Task prompt: Look through the listing below for the string "Some". Show each line where it occurs.

START Raw data

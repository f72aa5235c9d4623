use std::sync::atomic::{AtomicUsize, Ordering};

/// 进程级 key 池：成员在初始化后不可变，只有轮换游标会变化。
///
/// 游标为所有并发请求共享：某个 key 被限流后轮换，其他在途请求随即看到新的 key。
/// 并发轮换可能“丢失”一次推进（两个请求同时从 2 轮换，最终停在 3 而非 4），
/// 这只影响后续请求先尝试哪个 key，不影响结果正确性；但游标本身的读改写必须是原子的。
#[derive(Debug)]
pub struct KeyPool {
    keys: Vec<String>,
    cursor: AtomicUsize,
}

impl KeyPool {
    /// 解析逗号分隔的 key 列表：逐项 trim，丢弃空项。
    pub fn from_raw(raw: &str) -> Self {
        let keys = raw
            .split(',')
            .map(str::trim)
            .filter(|k| !k.is_empty())
            .map(str::to_string)
            .collect();
        Self::new(keys)
    }

    pub fn new(keys: Vec<String>) -> Self {
        Self {
            keys,
            cursor: AtomicUsize::new(0),
        }
    }

    pub fn len(&self) -> usize {
        self.keys.len()
    }

    pub fn is_empty(&self) -> bool {
        self.keys.is_empty()
    }

    pub fn current_index(&self) -> usize {
        self.cursor.load(Ordering::Acquire)
    }

    /// 当前 key 及其下标；池为空时返回 None。
    pub fn current(&self) -> Option<(usize, &str)> {
        if self.keys.is_empty() {
            return None;
        }
        let idx = self.current_index() % self.keys.len();
        Some((idx, self.keys[idx].as_str()))
    }

    /// 游标前进一位（循环），返回新的下标。空池为 no-op。
    pub fn rotate(&self) -> usize {
        let len = self.keys.len();
        if len == 0 {
            return 0;
        }
        let prev = self
            .cursor
            .fetch_update(Ordering::AcqRel, Ordering::Acquire, |i| Some((i + 1) % len))
            .unwrap_or_else(|i| i);
        (prev + 1) % len
    }

    /// 日志用的脱敏形式，例如 `gsk_…wxyz`。
    pub fn masked(&self, idx: usize) -> String {
        self.keys.get(idx).map(|k| mask_key(k)).unwrap_or_default()
    }
}

pub fn mask_key(key: &str) -> String {
    let chars: Vec<char> = key.chars().collect();
    if chars.len() <= 8 {
        return "***".to_string();
    }
    let head: String = chars[..4].iter().collect();
    let tail: String = chars[chars.len() - 4..].iter().collect();
    format!("{head}…{tail}")
}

END Raw data

Solved problem:
        Some((idx, self.keys[idx].as_str()))
            .fetch_update(Ordering::AcqRel, Ordering::Acquire, |i| Some((i + 1) % len))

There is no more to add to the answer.